→ **What needs to be done**: After finding the line with "if let Ok(level)" in the data below, set down exactly each line through the one with "pub fn validate(&self)", inclusive, and stop there.

-- Data provided follows --

//! 统一错误处理模块
//!
//! 提供桥接层范围内的统一错误类型定义
//!
//! ## 错误分类
//!
//! - **查找失败** (`Lookup`): 成员不存在，总是以结构化结果返回
//! - **访问拒绝** (`AccessDenied`): 安全区检查失败，与查找失败可区分
//! - **类型转换失败** (`TypeConversion`): 参数无法收窄/强制转换，携带参数索引
//! - **宿主不可用** (`HostUnavailable`): 宿主未提供所需原语，降级为文档化的默认值
//! - **原生异常** (`Exception`): 在分发边界捕获，转换为脚本可见的错误
//!
//! 线程亲和性违规不在此列：它是致命的前置条件失败，直接 panic。

use crate::scripting::zone::SecurityZone;
use thiserror::Error;

/// 值转换错误
#[derive(Error, Debug, Clone, PartialEq)]
pub enum ConversionError {
    #[error("value {value} does not fit in {target}")]
    Overflow { value: String, target: &'static str },

    #[error("cannot convert {from} to {to}")]
    Incompatible { from: &'static str, to: &'static str },

    #[error("cannot parse '{input}' as {target}")]
    Parse { input: String, target: &'static str },

    #[error("weak object reference has expired")]
    Expired,
}

/// 桥接层错误类型
#[derive(Error, Debug, Clone, PartialEq)]
pub enum BridgeError {
    #[error("No such method: {0}")]
    NoSuchMethod(String),

    #[error("No such property: {0}")]
    NoSuchProperty(String),

    #[error("Access denied to '{member}': requires zone {required}, active zone is {active}")]
    AccessDenied {
        member: String,
        required: SecurityZone,
        active: SecurityZone,
    },

    #[error("Invocation error in '{member}': {reason}")]
    Invocation {
        member: String,
        argument: Option<usize>,
        reason: String,
    },

    #[error("Type conversion failed: {0}")]
    Conversion(#[from] ConversionError),

    #[error("Unsupported value type: {0}")]
    UnsupportedType(&'static str),

    #[error("Host primitive unavailable: {0}")]
    HostUnavailable(&'static str),

    #[error("Not available: {0}")]
    NotAvailable(&'static str),

    #[error("Property is read-only: {0}")]
    ReadOnly(String),

    #[error("Invalid event name: {0}")]
    InvalidEventName(String),

    #[error("Object has been invalidated")]
    Invalidated,

    #[error("{0}")]
    Exception(String),
}

/// 错误类别，供宿主构造 undefined / protected 等不同的脚本诊断
#[derive(Debug, Clone, Copy, PartialEq, Eq)]
pub enum ErrorKind {
    Lookup,
    AccessDenied,
    TypeConversion,
    HostUnavailable,
    Invalidated,
    Exception,
}

impl BridgeError {
    /// 参数强制转换失败
    pub fn bad_argument(member: &str, index: usize, err: ConversionError) -> Self {
        BridgeError::Invocation {
            member: member.to_string(),
            argument: Some(index),
            reason: format!("argument {}: {}", index, err),
        }
    }

    /// 参数个数不匹配
    pub fn arity(member: &str, expected: usize, got: usize) -> Self {
        BridgeError::Invocation {
            member: member.to_string(),
            argument: None,
            reason: format!("expected {} argument(s), got {}", expected, got),
        }
    }

    pub fn kind(&self) -> ErrorKind {
        match self {
            BridgeError::NoSuchMethod(_) | BridgeError::NoSuchProperty(_) => ErrorKind::Lookup,
            BridgeError::InvalidEventName(_) => ErrorKind::Lookup,
            BridgeError::AccessDenied { .. } => ErrorKind::AccessDenied,
            BridgeError::Invocation { .. }
            | BridgeError::Conversion(_)
            | BridgeError::UnsupportedType(_)
            | BridgeError::ReadOnly(_) => ErrorKind::TypeConversion,
            BridgeError::HostUnavailable(_) | BridgeError::NotAvailable(_) => {
                ErrorKind::HostUnavailable
            }
            BridgeError::Invalidated => ErrorKind::Invalidated,
            BridgeError::Exception(_) => ErrorKind::Exception,
        }
    }

    pub fn is_lookup_failure(&self) -> bool {
        self.kind() == ErrorKind::Lookup
    }

    pub fn is_access_denied(&self) -> bool {
        self.kind() == ErrorKind::AccessDenied
    }
}

/// 桥接层结果类型别名
pub type BridgeResult<T> = Result<T, BridgeError>;

#[cfg(test)]
mod tests {
    use super::*;

    #[test]
    fn test_error_conversion() {
        let conv = ConversionError::Overflow {
            value: "300".to_string(),
            target: "u8",
        };
        let err: BridgeError = conv.into();
        assert!(matches!(err, BridgeError::Conversion(_)));
        assert_eq!(err.kind(), ErrorKind::TypeConversion);
    }

    #[test]
    fn test_lookup_and_access_are_distinct() {
        let missing = BridgeError::NoSuchMethod("frobnicate".to_string());
        let denied = BridgeError::AccessDenied {
            member: "secret".to_string(),
            required: SecurityZone::PRIVATE,
            active: SecurityZone::PUBLIC,
        };
        assert!(missing.is_lookup_failure());
        assert!(!missing.is_access_denied());
        assert!(denied.is_access_denied());
        assert!(!denied.is_lookup_failure());
    }

    #[test]
    fn test_error_display() {
        let err = BridgeError::arity("add", 2, 1);
        assert_eq!(
            err.to_string(),
            "Invocation error in 'add': expected 2 argument(s), got 1"
        );
        let err = BridgeError::bad_argument(
            "add",
            1,
            ConversionError::Incompatible {
                from: "string",
                to: "i32",
            },
        );
        assert!(matches!(
            err,
            BridgeError::Invocation {
                argument: Some(1),
                ..
            }
        ));
    }
}
/// 统一配置系统
///
/// 提供TOML/JSON配置文件与环境变量覆盖
use serde::{Deserialize, Serialize};
use std::env;
use std::fs;
use std::path::{Path, PathBuf};
use thiserror::Error;

pub mod events;
pub mod marshal;
pub mod security;

pub use events::EventConfig;
pub use marshal::MarshalConfig;
pub use security::SecurityConfig;

/// 配置错误
#[derive(Error, Debug)]
pub enum ConfigError {
    /// 文件读取错误
    #[error("Config file error: {0}")]
    FileError(#[from] std::io::Error),
    /// 解析错误
    #[error("Config parse error: {0}")]
    ParseError(String),
    /// 验证错误
    #[error("Config validation error: {0}")]
    ValidationError(String),
}

pub type ConfigResult<T> = Result<T, ConfigError>;

/// 桥接层主配置
#[derive(Debug, Clone, Default, PartialEq, Serialize, Deserialize)]
pub struct BridgeConfig {
    /// 日志配置
    #[serde(default)]
    pub logging: LoggingConfig,

    /// 值封送配置
    #[serde(default)]
    pub marshal: MarshalConfig,

    /// 事件配置
    #[serde(default)]
    pub events: EventConfig,

    /// 安全区配置
    #[serde(default)]
    pub security: SecurityConfig,
}

impl BridgeConfig {
    /// 创建默认配置
    pub fn new() -> Self {
        Self::default()
    }

    /// 从TOML文件加载配置
    pub fn from_toml_file<P: AsRef<Path>>(path: P) -> ConfigResult<Self> {
        let content = fs::read_to_string(path).map_err(ConfigError::FileError)?;
        Self::from_toml_str(&content)
    }

    /// 从TOML字符串解析配置
    pub fn from_toml_str(content: &str) -> ConfigResult<Self> {
        toml::from_str(content).map_err(|e| ConfigError::ParseError(e.to_string()))
    }

    /// 从JSON文件加载配置
    pub fn from_json_file<P: AsRef<Path>>(path: P) -> ConfigResult<Self> {
        let content = fs::read_to_string(path).map_err(ConfigError::FileError)?;
        Self::from_json_str(&content)
    }

    /// 从JSON字符串解析配置
    pub fn from_json_str(content: &str) -> ConfigResult<Self> {
        serde_json::from_str(content).map_err(|e| ConfigError::ParseError(e.to_string()))
    }

    /// 保存为TOML文件
    pub fn save_toml<P: AsRef<Path>>(&self, path: P) -> ConfigResult<()> {
        let content =
            toml::to_string_pretty(self).map_err(|e| ConfigError::ParseError(e.to_string()))?;
        fs::write(path, content).map_err(ConfigError::FileError)
    }

    /// 保存为JSON文件
    pub fn save_json<P: AsRef<Path>>(&self, path: P) -> ConfigResult<()> {
        let content = serde_json::to_string_pretty(self)
            .map_err(|e| ConfigError::ParseError(e.to_string()))?;
        fs::write(path, content).map_err(ConfigError::FileError)
    }

    /// 从环境变量覆盖配置
    pub fn apply_env_overrides(&mut self) {
        // 日志配置
        if let Ok(val) = env::var("BRIDGE_LOG_LEVEL") {
            if let Ok(level) = val.parse() {
                self.logging.level = level;
            }
        }

        // 封送配置
        if let Ok(val) = env::var("BRIDGE_STRICT_TYPES") {
            self.marshal.strict_types = val.parse().unwrap_or(self.marshal.strict_types);
        }

        // 安全区配置
        if let Ok(val) = env::var("BRIDGE_DEFAULT_ZONE") {
            if let Ok(zone) = val.parse() {
                self.security.default_zone = zone;
            }
        }

        // 事件配置
        if let Ok(val) = env::var("BRIDGE_EVENT_PREFIX") {
            self.events.require_prefix = !val.is_empty();
            self.events.prefix = val;
        }
    }

    /// 验证配置
    pub fn validate(&self) -> ConfigResult<()> {
        self.marshal.validate()?;
        self.events.validate()?;
        self.security.validate()?;
        if self.logging.log_to_file && self.logging.log_file_path.is_empty() {
            return Err(ConfigError::ValidationError(
                "Log file path is empty".to_string(),
            ));
        }
        Ok(())
    }

    /// 自动查找并加载配置文件
    ///
    /// 按以下顺序查找：
    /// 1. ./bridge.toml
    /// 2. ./bridge.json
    /// 3. ~/.config/script_bridge/bridge.toml
    /// 4. 使用默认配置
    pub fn load_or_default() -> Self {
        if let Ok(config) = Self::from_toml_file("bridge.toml") {
            tracing::info!(target: "bridge::config", "Loaded config from bridge.toml");
            return config;
        }

        if let Ok(config) = Self::from_json_file("bridge.json") {
            tracing::info!(target: "bridge::config", "Loaded config from bridge.json");
            return config;
        }

        if let Some(home) = env::var_os("HOME") {
            let config_path = PathBuf::from(home)
                .join(".config")
                .join("script_bridge")
                .join("bridge.toml");

            if let Ok(config) = Self::from_toml_file(&config_path) {
                tracing::info!(target: "bridge::config", path = ?config_path, "Loaded config");
                return config;
            }
        }

        tracing::debug!(target: "bridge::config", "Using default configuration");
        Self::default()
    }
}

/// 日志配置
#[derive(Debug, Clone, PartialEq, Serialize, Deserialize)]
pub struct LoggingConfig {
    /// 日志级别
    pub level: LogLevel,

    /// 是否输出到文件
    pub log_to_file: bool,

    /// 日志文件路径
    pub log_file_path: String,

    /// 是否输出到控制台
    pub log_to_console: bool,
}

use crate::impl_default;

impl_default!(LoggingConfig {
    level: LogLevel::Info,
    log_to_file: false,
    log_file_path: "script_bridge.log".to_string(),
    log_to_console: true,
});

/// 日志级别
#[derive(Debug, Clone, Copy, PartialEq, Eq, Serialize, Deserialize)]
pub enum LogLevel {
    /// 跟踪
    Trace,
    /// 调试
    Debug,
    /// 信息
    Info,
    /// 警告
    Warn,
    /// 错误
    Error,
}

impl LogLevel {
    /// `EnvFilter` 指令字符串
    pub fn as_filter(self) -> &'static str {
        match self {
            LogLevel::Trace => "trace",
            LogLevel::Debug => "debug",
            LogLevel::Info => "info",
            LogLevel::Warn => "warn",
            LogLevel::Error => "error",
        }
    }
}

impl std::str::FromStr for LogLevel {
    type Err = ConfigError;

    fn from_str(s: &str) -> Result<Self, Self::Err> {
        match s.trim().to_ascii_lowercase().as_str() {
            "trace" => Ok(LogLevel::Trace),
            "debug" => Ok(LogLevel::Debug),
            "info" => Ok(LogLevel::Info),
            "warn" | "warning" => Ok(LogLevel::Warn),
            "error" => Ok(LogLevel::Error),
            other => Err(ConfigError::ParseError(format!("Unknown log level: {}", other))),
        }
    }
}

-- Data provided concluded --

→ **Solution to this task**:
            if let Ok(level) = val.parse() {
                self.logging.level = level;
            }
        }

        // 封送配置
        if let Ok(val) = env::var("BRIDGE_STRICT_TYPES") {
            self.marshal.strict_types = val.parse().unwrap_or(self.marshal.strict_types);
        }

        // 安全区配置
        if let Ok(val) = env::var("BRIDGE_DEFAULT_ZONE") {
            if let Ok(zone) = val.parse() {
                self.security.default_zone = zone;
            }
        }

        // 事件配置
        if let Ok(val) = env::var("BRIDGE_EVENT_PREFIX") {
            self.events.require_prefix = !val.is_empty();
            self.events.prefix = val;
        }
    }

    /// 验证配置
    pub fn validate(&self) -> ConfigResult<()> {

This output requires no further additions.